It's great that the midwife on this web link wants to encourage women to VB but I read a very myopic view from her/him. As in 'you have a vagina; you can should birth a baby this way' and that any woman who CHOOSES 'a medicalised birth' (why didn't s/he just say what was meant - ELCS? I doubt anyone would choose forceps or ventouse) is somehow ill-informed, or some vacant recipient of celebrity culture who sees Victoria '4 c-sections' Beckham' as their role model.
I feel insulted by this, tbh. I am one of those women who developed a long term back problem (coccydynia) from a mis-managed VB. I have no love for the midwives who insisted I kept pushing for 2 hours despite me telling them there was something wrong with my back.
I elected for a CS for my second birth as prophylactic choice: I chose the more predictable risks of ELCS over the uncertainty of whether I'd be able to stand/sit without pain. I agnonised for nearly 3 months about mode of delivery, so I do get fucking angry when I hear/read that people think women go for CS because it's the perceived 'easy option'.

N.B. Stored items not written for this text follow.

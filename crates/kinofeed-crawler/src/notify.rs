use anyhow::Context;
use kinofeed_core::{MediaKind, MediaRecord};

use crate::broker_client::BrokerClient;

/// Handler for notification jobs: announce one watched item on the
/// tracker's webhook.
///
/// A tracker without a webhook completes with nothing sent. A tracker or
/// media row that is missing entirely is an error; the job that should
/// have created them has not run.
pub async fn run(
    broker: &BrokerClient,
    client: &reqwest::Client,
    user: &str,
    kind: MediaKind,
    media_id: i64,
) -> anyhow::Result<()> {
    let tracker = broker
        .tracker(user)
        .await?
        .with_context(|| format!("tracker {user} not found"))?;
    let media = broker
        .media(kind, media_id)
        .await?
        .with_context(|| format!("media {kind}/{media_id} not found"))?;

    let Some(webhook_url) = tracker.webhook_url else {
        tracing::info!(user, %kind, media_id, "tracker has no webhook, nothing to send");
        return Ok(());
    };

    let message = render_message(user, &media);
    client
        .post(&webhook_url)
        .json(&serde_json::json!({ "content": message }))
        .send()
        .await
        .context("deliver webhook")?
        .error_for_status()
        .context("deliver webhook (status)")?;
    tracing::info!(user, %kind, media_id, "notification delivered");
    Ok(())
}

/// One-line announcement for the webhook. Falls back gracefully when the
/// detail fetch has not filled the title in yet.
pub fn render_message(user: &str, media: &MediaRecord) -> String {
    let title = media.detail.title.as_deref().unwrap_or("an unknown title");
    match media.detail.year {
        Some(year) => format!("{user} watched {title} ({year})"),
        None => format!("{user} watched {title}"),
    }
}
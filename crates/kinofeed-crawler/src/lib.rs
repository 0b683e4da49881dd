pub mod broker_client;
pub mod config;
pub mod detail;
pub mod notify;
pub mod site;
pub mod sync;
pub mod worker;
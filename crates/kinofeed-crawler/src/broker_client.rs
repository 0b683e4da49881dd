use std::time::Duration;

use anyhow::Context;
use kinofeed_core::{
    Job, JobKind, JobSpec, JobStatus, MediaDetail, MediaKind, MediaRecord, NewWatchedEntry,
    Tracker, WatchedEntry,
};
use reqwest::StatusCode;

/// Outcome of recording a watched item.
#[derive(Debug, Clone, Copy, PartialEq, Eq)]
pub enum WatchedOutcome {
    Created,
    /// Another run already recorded the same `(user, kind, media_id)`.
    AlreadyRecorded,
}

/// HTTP client for the server's broker and storage endpoints. Cheap to
/// clone; one instance is shared by all worker slots.
#[derive(Clone)]
pub struct BrokerClient {
    base_url: String,
    client: reqwest::Client,
}

impl BrokerClient {
    pub fn new(base_url: impl Into<String>, client: reqwest::Client) -> Self {
        Self {
            base_url: base_url.into(),
            client,
        }
    }

    /// Blocks until the server answers its health probe. The server may
    /// still be migrating when the crawler comes up.
    pub async fn wait_until_ready(&self) {
        loop {
            match self
                .client
                .get(format!("{}/healthz", self.base_url))
                .send()
                .await
            {
                Ok(res) if res.status().is_success() => return,
                Ok(res) => tracing::warn!(status = %res.status(), "server not ready, retrying"),
                Err(e) => tracing::warn!(error = %e, "server not reachable, retrying"),
            }
            tokio::time::sleep(Duration::from_secs(5)).await;
        }
    }

    fn types_param(kinds: &[JobKind]) -> String {
        kinds
            .iter()
            .map(|k| k.as_str())
            .collect::<Vec<_>>()
            .join(",")
    }

    pub async fn peek(&self, kinds: &[JobKind]) -> anyhow::Result<bool> {
        let res = self
            .client
            .head(format!("{}/jobs/next", self.base_url))
            .query(&[("types", Self::types_param(kinds))])
            .send()
            .await
            .context("peek queued jobs")?;
        match res.status() {
            StatusCode::OK => Ok(true),
            StatusCode::NOT_FOUND => Ok(false),
            status => anyhow::bail!("peek queued jobs: unexpected status {status}"),
        }
    }

    pub async fn claim(&self, kinds: &[JobKind]) -> anyhow::Result<Option<Job>> {
        let res = self
            .client
            .get(format!("{}/jobs/next", self.base_url))
            .query(&[("types", Self::types_param(kinds))])
            .send()
            .await
            .context("claim next job")?;
        if res.status() == StatusCode::NOT_FOUND {
            return Ok(None);
        }
        let job = res
            .error_for_status()
            .context("claim next job (status)")?
            .json::<Job>()
            .await
            .context("parse claimed job")?;
        Ok(Some(job))
    }

    pub async fn report(&self, id: i64, status: JobStatus) -> anyhow::Result<Job> {
        self.client
            .get(format!("{}/jobs/{}/status/{}", self.base_url, id, status))
            .send()
            .await
            .context("report job status")?
            .error_for_status()
            .context("report job status (status)")?
            .json::<Job>()
            .await
            .context("parse reported job")
    }

    pub async fn create_job(&self, spec: &JobSpec) -> anyhow::Result<Job> {
        self.client
            .post(format!("{}/jobs", self.base_url))
            .json(spec)
            .send()
            .await
            .context("create job")?
            .error_for_status()
            .context("create job (status)")?
            .json::<Job>()
            .await
            .context("parse created job")
    }

    /// Media ids already recorded as watched by this user.
    pub async fn watched_ids(&self, kind: MediaKind, user: &str) -> anyhow::Result<Vec<i64>> {
        let entries = self
            .client
            .get(format!("{}/library/watched/{}/{}", self.base_url, kind, user))
            .send()
            .await
            .context("fetch recorded activity")?
            .error_for_status()
            .context("fetch recorded activity (status)")?
            .json::<Vec<WatchedEntry>>()
            .await
            .context("parse recorded activity")?;
        Ok(entries.into_iter().map(|e| e.media_id).collect())
    }

    pub async fn add_watched(
        &self,
        kind: MediaKind,
        entry: &NewWatchedEntry,
    ) -> anyhow::Result<WatchedOutcome> {
        let res = self
            .client
            .post(format!("{}/library/watched/{}", self.base_url, kind))
            .json(entry)
            .send()
            .await
            .context("record watched item")?;
        if res.status() == StatusCode::CONFLICT {
            return Ok(WatchedOutcome::AlreadyRecorded);
        }
        res.error_for_status()
            .context("record watched item (status)")?;
        Ok(WatchedOutcome::Created)
    }

    pub async fn tracker(&self, user: &str) -> anyhow::Result<Option<Tracker>> {
        let res = self
            .client
            .get(format!("{}/library/trackers/{}", self.base_url, user))
            .send()
            .await
            .context("fetch tracker")?;
        if res.status() == StatusCode::NOT_FOUND {
            return Ok(None);
        }
        let tracker = res
            .error_for_status()
            .context("fetch tracker (status)")?
            .json::<Tracker>()
            .await
            .context("parse tracker")?;
        Ok(Some(tracker))
    }

    pub async fn media(&self, kind: MediaKind, id: i64) -> anyhow::Result<Option<MediaRecord>> {
        let res = self
            .client
            .get(format!("{}/library/media/{}/{}", self.base_url, kind, id))
            .send()
            .await
            .context("fetch media")?;
        if res.status() == StatusCode::NOT_FOUND {
            return Ok(None);
        }
        let record = res
            .error_for_status()
            .context("fetch media (status)")?
            .json::<MediaRecord>()
            .await
            .context("parse media")?;
        Ok(Some(record))
    }

    pub async fn upsert_media(
        &self,
        kind: MediaKind,
        detail: &MediaDetail,
    ) -> anyhow::Result<MediaRecord> {
        self.client
            .put(format!("{}/library/media/{}", self.base_url, kind))
            .json(detail)
            .send()
            .await
            .context("store media detail")?
            .error_for_status()
            .context("store media detail (status)")?
            .json::<MediaRecord>()
            .await
            .context("parse stored media")
    }
}
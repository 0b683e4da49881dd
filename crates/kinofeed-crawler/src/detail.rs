use anyhow::Context;
use kinofeed_core::{MediaDetail, MediaKind};

use crate::broker_client::BrokerClient;
use crate::site::SiteClient;

/// Handler for detail-fetch jobs: pull title info and ratings from the
/// site and upsert them into the media library.
///
/// Title info and the audience rating must both answer; the critics
/// rating is best-effort and stays null when unavailable.
pub async fn run(
    broker: &BrokerClient,
    site: &SiteClient,
    kind: MediaKind,
    media_id: i64,
) -> anyhow::Result<()> {
    let info = site
        .title_info(media_id)
        .await
        .context("title info unavailable")?;
    let rating = site
        .rating(media_id)
        .await
        .context("rating unavailable")?;
    let critics_rating = site.critics_rating(media_id).await;

    let detail = MediaDetail {
        id: media_id,
        title: info.title,
        year: info.year,
        other_year: info.other_year,
        poster_url: info.poster_path,
        site_rating: rating.rate,
        critics_rating,
    };
    broker
        .upsert_media(kind, &detail)
        .await
        .context("store media detail")?;
    tracing::info!(%kind, media_id, "media detail stored");
    Ok(())
}
use sea_orm::entity::prelude::*;

#[derive(Clone, Debug, PartialEq, DeriveEntityModel)]
#[sea_orm(table_name = "jobs")]
pub struct Model {
    #[sea_orm(primary_key)]
    pub id: i64,
    pub status: String,
    pub kind: String,
    pub payload: String,
    pub created_at: DateTimeWithTimeZone,
    pub started_at: Option<DateTimeWithTimeZone>,
    pub finished_at: Option<DateTimeWithTimeZone>,
}

#[derive(Copy, Clone, Debug, EnumIter, DeriveRelation)]
pub enum Relation {}

impl ActiveModelBehavior for ActiveModel {}
use std::time::Duration;

use kinofeed_core::{Job, JobKind, JobSpec, JobStatus, MediaKind};
use tokio::sync::watch;
use tokio::task::JoinHandle;

use crate::broker_client::BrokerClient;
use crate::site::SiteClient;
use crate::{detail, notify, sync};

/// Fixed-size pool of claim slots. Each slot is one tokio task running
/// the claim -> dispatch -> report loop against the broker.
pub struct WorkerPool {
    broker: BrokerClient,
    site: SiteClient,
    webhook: reqwest::Client,
    slots: usize,
    poll_interval: Duration,
    shutdown: watch::Receiver<bool>,
}

impl WorkerPool {
    pub fn new(
        broker: BrokerClient,
        site: SiteClient,
        webhook: reqwest::Client,
        slots: usize,
        poll_interval: Duration,
        shutdown: watch::Receiver<bool>,
    ) -> Self {
        Self {
            broker,
            site,
            webhook,
            slots,
            poll_interval,
            shutdown,
        }
    }

    /// Starts every slot. After the shutdown signal flips, each slot
    /// reports its in-flight job before its handle finishes.
    pub fn spawn(self) -> Vec<JoinHandle<()>> {
        (0..self.slots)
            .map(|id| {
                let slot = Slot {
                    id,
                    broker: self.broker.clone(),
                    site: self.site.clone(),
                    webhook: self.webhook.clone(),
                    poll_interval: self.poll_interval,
                    shutdown: self.shutdown.clone(),
                };
                tokio::spawn(slot.run())
            })
            .collect()
    }
}

struct Slot {
    id: usize,
    broker: BrokerClient,
    site: SiteClient,
    webhook: reqwest::Client,
    poll_interval: Duration,
    shutdown: watch::Receiver<bool>,
}

impl Slot {
    async fn run(mut self) {
        tracing::debug!(slot = self.id, "slot started");
        loop {
            if *self.shutdown.borrow() {
                tracing::info!(slot = self.id, "slot stopped");
                return;
            }
            match self.pass().await {
                // Something ran; go straight back for the next job.
                Ok(true) => continue,
                Ok(false) => {}
                Err(e) => {
                    tracing::warn!(slot = self.id, error = %format!("{e:#}"), "pass failed");
                }
            }
            tokio::select! {
                _ = self.shutdown.changed() => {
                    tracing::info!(slot = self.id, "slot stopped");
                    return;
                }
                _ = tokio::time::sleep(self.poll_interval) => {}
            }
        }
    }

    /// One poll: peek, claim, execute, report. `Ok(true)` when a job ran.
    async fn pass(&self) -> anyhow::Result<bool> {
        if !self.broker.peek(&JobKind::ALL).await? {
            return Ok(false);
        }
        let Some(job) = self.broker.claim(&JobKind::ALL).await? else {
            // Another slot won the claim between peek and claim.
            return Ok(false);
        };
        self.execute(job).await;
        Ok(true)
    }

    async fn execute(&self, job: Job) {
        tracing::info!(job = job.id, kind = %job.spec.kind(), slot = self.id, "job dispatched");
        let outcome = match self.dispatch(&job.spec).await {
            Ok(()) => JobStatus::Completed,
            Err(e) => {
                tracing::warn!(job = job.id, error = %format!("{e:#}"), "job failed");
                JobStatus::Error
            }
        };
        match self.broker.report(job.id, outcome).await {
            Ok(_) => tracing::info!(job = job.id, status = %outcome, "job finished"),
            Err(e) => {
                // Stuck-job recovery on the server will requeue it.
                tracing::warn!(job = job.id, error = %format!("{e:#}"), "could not report outcome");
            }
        }
    }

    async fn dispatch(&self, spec: &JobSpec) -> anyhow::Result<()> {
        match spec {
            JobSpec::SyncUserMovies { user } => {
                sync::run(&self.broker, &self.site, MediaKind::Movie, user).await
            }
            JobSpec::SyncUserSeries { user } => {
                sync::run(&self.broker, &self.site, MediaKind::Series, user).await
            }
            JobSpec::FetchMovieDetail { media_id } => {
                detail::run(&self.broker, &self.site, MediaKind::Movie, *media_id).await
            }
            JobSpec::FetchSeriesDetail { media_id } => {
                detail::run(&self.broker, &self.site, MediaKind::Series, *media_id).await
            }
            JobSpec::SendNotification {
                user,
                kind,
                media_id,
            } => notify::run(&self.broker, &self.webhook, user, *kind, *media_id).await,
        }
    }
}
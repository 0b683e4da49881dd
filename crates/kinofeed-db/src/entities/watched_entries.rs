use sea_orm::entity::prelude::*;

#[derive(Clone, Debug, PartialEq, DeriveEntityModel)]
#[sea_orm(table_name = "watched_entries")]
pub struct Model {
    #[sea_orm(primary_key, auto_increment = false)]
    pub user_key: String,
    #[sea_orm(primary_key, auto_increment = false)]
    pub kind: String,
    #[sea_orm(primary_key, auto_increment = false)]
    pub media_id: i64,
    pub rating: Option<i32>,
    pub comment: Option<String>,
    pub favorite: bool,
    pub watched_at: DateTimeWithTimeZone,
}

#[derive(Copy, Clone, Debug, EnumIter, DeriveRelation)]
pub enum Relation {}

impl ActiveModelBehavior for ActiveModel {}
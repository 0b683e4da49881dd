use std::collections::HashSet;

use anyhow::Context;
use chrono::DateTime;
use kinofeed_core::{JobSpec, MediaKind, NewWatchedEntry};

use crate::broker_client::{BrokerClient, WatchedOutcome};
use crate::site::SiteClient;

/// Handler for sync-user jobs: diff the site's recent activity against the
/// recorded state and persist what is new.
///
/// An unreachable activity list (private profile, site hiccup) completes
/// the job with nothing to do; only a storage failure makes it an error.
/// Item-level failures are skipped so one bad row cannot starve the rest.
pub async fn run(
    broker: &BrokerClient,
    site: &SiteClient,
    kind: MediaKind,
    user: &str,
) -> anyhow::Result<()> {
    let Some(external_ids) = site.recent_votes(kind, user).await else {
        tracing::info!(user, %kind, "activity list unavailable, nothing to sync");
        return Ok(());
    };

    let known = broker.watched_ids(kind, user).await?;
    // No prior records at all: record history silently, without one
    // notification per pre-existing item.
    let first_sync = known.is_empty();
    let known: HashSet<i64> = known.into_iter().collect();

    let new_ids = plan_new_ids(&external_ids, &known);
    if new_ids.is_empty() {
        tracing::info!(user, %kind, "no new activity");
        return Ok(());
    }
    tracing::info!(user, %kind, new = new_ids.len(), first_sync, "new activity detected");

    for media_id in new_ids {
        if let Err(e) = record_item(broker, site, kind, user, media_id, first_sync).await {
            tracing::warn!(user, %kind, media_id, error = %format!("{e:#}"), "skipping item");
        }
    }
    Ok(())
}

/// External ids not yet recorded, in the order the site reported them.
/// The site window can repeat an id; each appears at most once.
pub fn plan_new_ids(external: &[i64], known: &HashSet<i64>) -> Vec<i64> {
    let mut seen = HashSet::new();
    external
        .iter()
        .copied()
        .filter(|id| !known.contains(id))
        .filter(|id| seen.insert(*id))
        .collect()
}

/// Follow-up jobs for one newly recorded item: always a detail fetch,
/// plus a notification unless this is the user's first sync.
pub fn cascade_jobs(kind: MediaKind, user: &str, media_id: i64, first_sync: bool) -> Vec<JobSpec> {
    let mut jobs = vec![JobSpec::fetch_detail(kind, media_id)];
    if !first_sync {
        jobs.push(JobSpec::SendNotification {
            user: user.to_string(),
            kind,
            media_id,
        });
    }
    jobs
}

async fn record_item(
    broker: &BrokerClient,
    site: &SiteClient,
    kind: MediaKind,
    user: &str,
    media_id: i64,
    first_sync: bool,
) -> anyhow::Result<()> {
    let vote = site
        .vote_detail(kind, user, media_id)
        .await
        .context("vote detail unavailable")?;
    let watched_at = DateTime::from_timestamp_millis(vote.timestamp)
        .with_context(|| format!("timestamp {} out of range", vote.timestamp))?;

    let entry = NewWatchedEntry {
        user_key: user.to_string(),
        media_id,
        rating: vote.rate,
        comment: vote.comment,
        favorite: vote.favorite.unwrap_or(false),
        watched_at,
    };

    match broker.add_watched(kind, &entry).await? {
        WatchedOutcome::Created => {}
        WatchedOutcome::AlreadyRecorded => {
            // The run that won the insert owns the follow-up jobs too;
            // creating them here would notify twice.
            tracing::debug!(user, %kind, media_id, "already recorded by a concurrent run");
            return Ok(());
        }
    }

    for spec in cascade_jobs(kind, user, media_id, first_sync) {
        broker
            .create_job(&spec)
            .await
            .context("enqueue follow-up job")?;
    }
    Ok(())
}

#[cfg(test)]
mod tests {
    use super::*;
    use kinofeed_core::JobKind;

    #[test]
    fn diff_keeps_order_and_drops_known_ids() {
        let known: HashSet<i64> = [1].into_iter().collect();
        assert_eq!(plan_new_ids(&[1, 2, 3], &known), vec![2, 3]);
    }

    #[test]
    fn diff_is_empty_when_everything_is_known() {
        let known: HashSet<i64> = [1, 2, 3].into_iter().collect();
        assert!(plan_new_ids(&[3, 2, 1], &known).is_empty());
        assert!(plan_new_ids(&[], &known).is_empty());
    }

    #[test]
    fn diff_reports_a_repeated_id_once() {
        let known = HashSet::new();
        assert_eq!(plan_new_ids(&[5, 5, 7, 5], &known), vec![5, 7]);
    }

    #[test]
    fn cascade_always_fetches_detail() {
        let jobs = cascade_jobs(MediaKind::Series, "alice", 430_668, true);
        assert_eq!(jobs.len(), 1);
        assert_eq!(jobs[0].kind(), JobKind::FetchSeriesDetail);
    }

    #[test]
    fn cascade_notifies_only_after_first_sync() {
        let jobs = cascade_jobs(MediaKind::Movie, "alice", 628, false);
        assert_eq!(jobs.len(), 2);
        assert_eq!(jobs[0].kind(), JobKind::FetchMovieDetail);
        assert_eq!(
            jobs[1],
            JobSpec::SendNotification {
                user: "alice".to_string(),
                kind: MediaKind::Movie,
                media_id: 628,
            }
        );
    }
}
use kinofeed_core::MediaKind;
use serde::de::DeserializeOwned;
use serde::Deserialize;

/// One user's vote on one title, as the site reports it. `timestamp` is
/// epoch milliseconds; everything else may be absent.
#[derive(Debug, Clone, Deserialize)]
pub struct VoteDetail {
    #[serde(default)]
    pub rate: Option<i32>,
    #[serde(default)]
    pub comment: Option<String>,
    #[serde(default)]
    pub favorite: Option<bool>,
    pub timestamp: i64,
}

#[derive(Debug, Clone, Deserialize)]
#[serde(rename_all = "camelCase")]
pub struct TitleInfo {
    #[serde(default)]
    pub title: Option<String>,
    #[serde(default)]
    pub year: Option<i32>,
    #[serde(default)]
    pub other_year: Option<i32>,
    #[serde(default)]
    pub poster_path: Option<String>,
}

/// The site serves `{"rate": null}` for titles nobody has rated yet, so a
/// successful fetch can still carry no rating.
#[derive(Debug, Clone, Deserialize)]
pub struct SiteRating {
    #[serde(default)]
    pub rate: Option<f64>,
}

/// Read-only client for the external site's JSON API. Every failure is
/// logged and surfaced as "no data"; the caller decides what that means
/// for its job.
#[derive(Clone)]
pub struct SiteClient {
    base_url: String,
    client: reqwest::Client,
}

/// The site keys votes under `film`/`serial` but serves ratings for both
/// kinds under `film`.
fn vote_segment(kind: MediaKind) -> &'static str {
    match kind {
        MediaKind::Movie => "film",
        MediaKind::Series => "serial",
    }
}

impl SiteClient {
    pub fn new(base_url: impl Into<String>, client: reqwest::Client) -> Self {
        Self {
            base_url: base_url.into(),
            client,
        }
    }

    /// The user's most recent votes (bounded window), newest first. Ids
    /// only; rows that do not carry one are dropped.
    pub async fn recent_votes(&self, kind: MediaKind, user: &str) -> Option<Vec<i64>> {
        let url = format!(
            "{}/api/v1/user/{}/vote/{}",
            self.base_url,
            user,
            vote_segment(kind)
        );
        let rows: Vec<serde_json::Value> = self.get_json(&url).await?;
        Some(
            rows.iter()
                .filter_map(|row| row.get(0).and_then(|v| v.as_i64()))
                .collect(),
        )
    }

    pub async fn vote_detail(&self, kind: MediaKind, user: &str, id: i64) -> Option<VoteDetail> {
        let url = format!(
            "{}/api/v1/user/{}/vote/{}/{}",
            self.base_url,
            user,
            vote_segment(kind),
            id
        );
        self.get_json(&url).await
    }

    pub async fn title_info(&self, id: i64) -> Option<TitleInfo> {
        let url = format!("{}/api/v1/title/{}/info", self.base_url, id);
        self.get_json(&url).await
    }

    pub async fn rating(&self, id: i64) -> Option<SiteRating> {
        let url = format!("{}/api/v1/film/{}/rating", self.base_url, id);
        self.get_json(&url).await
    }

    pub async fn critics_rating(&self, id: i64) -> Option<f64> {
        let url = format!("{}/api/v1/film/{}/critics/rating", self.base_url, id);
        let rating: Option<SiteRating> = self.get_json(&url).await;
        rating.and_then(|r| r.rate)
    }

    async fn get_json<T: DeserializeOwned>(&self, url: &str) -> Option<T> {
        let res = match self.client.get(url).send().await {
            Ok(res) => res,
            Err(e) => {
                tracing::warn!(url, error = %e, "site fetch failed");
                return None;
            }
        };
        if !res.status().is_success() {
            tracing::warn!(url, status = %res.status(), "site fetch failed");
            return None;
        }
        match res.json::<T>().await {
            Ok(value) => Some(value),
            Err(e) => {
                tracing::warn!(url, error = %e, "site payload did not parse");
                None
            }
        }
    }
}

#[cfg(test)]
mod tests {
    use super::*;

    #[test]
    fn vote_segments_differ_per_kind() {
        assert_eq!(vote_segment(MediaKind::Movie), "film");
        assert_eq!(vote_segment(MediaKind::Series), "serial");
    }

    #[test]
    fn vote_detail_tolerates_sparse_payloads() {
        let vote: VoteDetail = serde_json::from_str(r#"{"timestamp": 1756000000000}"#).unwrap();
        assert_eq!(vote.rate, None);
        assert_eq!(vote.comment, None);
        assert_eq!(vote.favorite, None);
        assert_eq!(vote.timestamp, 1_756_000_000_000);

        assert!(serde_json::from_str::<VoteDetail>(r#"{"rate": 8}"#).is_err());
    }

    #[test]
    fn title_info_maps_site_field_names() {
        let info: TitleInfo = serde_json::from_str(
            r#"{"title": "Czterdziestolatek", "year": 1974, "otherYear": 1977,
                "posterPath": "/po/43/0668.jpg", "somethingElse": 1}"#,
        )
        .unwrap();
        assert_eq!(info.title.as_deref(), Some("Czterdziestolatek"));
        assert_eq!(info.year, Some(1974));
        assert_eq!(info.other_year, Some(1977));
        assert_eq!(info.poster_path.as_deref(), Some("/po/43/0668.jpg"));
    }
}
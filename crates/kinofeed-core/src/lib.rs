pub mod job;
pub mod library;

pub use job::{Job, JobKind, JobSpec, JobStatus};
pub use library::{
    MAX_COMMENT_LEN, MediaDetail, MediaKind, MediaRecord, NewTracker, NewWatchedEntry, Tracker,
    WatchedEntry,
};

/// A value outside one of the closed enumerations, or a payload that does
/// not match its job type. Servers map this to a client error, never a
/// silent drop.
#[derive(Debug, thiserror::Error)]
pub enum ParseError {
    #[error("unknown job status: {0:?}")]
    UnknownStatus(String),
    #[error("unknown job type: {0:?}")]
    UnknownKind(String),
    #[error("unknown media kind: {0:?}")]
    UnknownMediaKind(String),
    #[error("malformed job payload: {0}")]
    Payload(#[from] serde_json::Error),
}
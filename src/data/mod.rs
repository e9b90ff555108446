mod error;
mod fetch;
mod provider;

pub use {
    error::FetchError,
    fetch::{FetchResult, fetch_coordinates, spawn_coordinate_fetch},
    provider::{CoordinateProvider, HttpCoordinateProvider},
};
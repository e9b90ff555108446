use anyhow::{Context, Result};
use async_trait::async_trait;

#[cfg(not(target_arch = "wasm32"))]
use {crate::config::API, std::time::Duration};

use crate::{data::FetchError, domain::Coordinate};

/// Abstract source of the coordinate list.
#[cfg_attr(target_arch = "wasm32", async_trait(?Send))]
#[cfg_attr(not(target_arch = "wasm32"), async_trait)]
pub trait CoordinateProvider {
    /// Fetch the whole ordered list in one go.
    async fn fetch_coordinates(&self) -> Result<Vec<Coordinate>>;

    /// Human readable origin, for logs.
    fn source(&self) -> &str;
}

/// Plain GET against the coordinates endpoint. No parameters, no auth.
pub struct HttpCoordinateProvider {
    client: reqwest::Client,
    url: String,
}

impl HttpCoordinateProvider {
    pub fn new(url: &str) -> Result<Self> {
        let builder = reqwest::Client::builder();
        #[cfg(not(target_arch = "wasm32"))]
        let builder = builder.timeout(Duration::from_millis(API.timeout_ms));
        let client = builder.build().context("Failed to build HTTP client")?;
        Ok(Self::with_client(url, client))
    }

    pub fn with_client(url: &str, client: reqwest::Client) -> Self {
        Self {
            client,
            url: url.to_string(),
        }
    }
}

#[cfg_attr(target_arch = "wasm32", async_trait(?Send))]
#[cfg_attr(not(target_arch = "wasm32"), async_trait)]
impl CoordinateProvider for HttpCoordinateProvider {
    async fn fetch_coordinates(&self) -> Result<Vec<Coordinate>> {
        let response = self
            .client
            .get(&self.url)
            .send()
            .await
            .map_err(|e| FetchError::Network(e.to_string()))
            .with_context(|| format!("GET {}", self.url))?;

        let status = response.status();
        if !status.is_success() {
            return Err(FetchError::Status(status.as_u16()))
                .with_context(|| format!("GET {}", self.url));
        }

        let coordinates = response
            .json::<Vec<Coordinate>>()
            .await
            .map_err(|e| FetchError::Decode(e.to_string()))
            .with_context(|| format!("GET {}", self.url))?;

        Ok(coordinates)
    }

    fn source(&self) -> &str {
        &self.url
    }
}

And I do think hospital stats have an influence. Atthe hospital where I had my CS, my OB said that they need a 15% CS rate. The month before I delivered, the rate was 34%. It's obvious that if you can VB and you don't fit the usual categories for CS, you'll be pushed that way.
My second birth was beautiful. I much preferred the calm, controlled nature of ELCS over the hours of rolling around screaming in pain that was my VB experience.
FWIW, my experience with midwives the second time around was what I'd always hopes it would be. They were magnificent, so it demonstrated to me that I'd actually had a bad team first time around.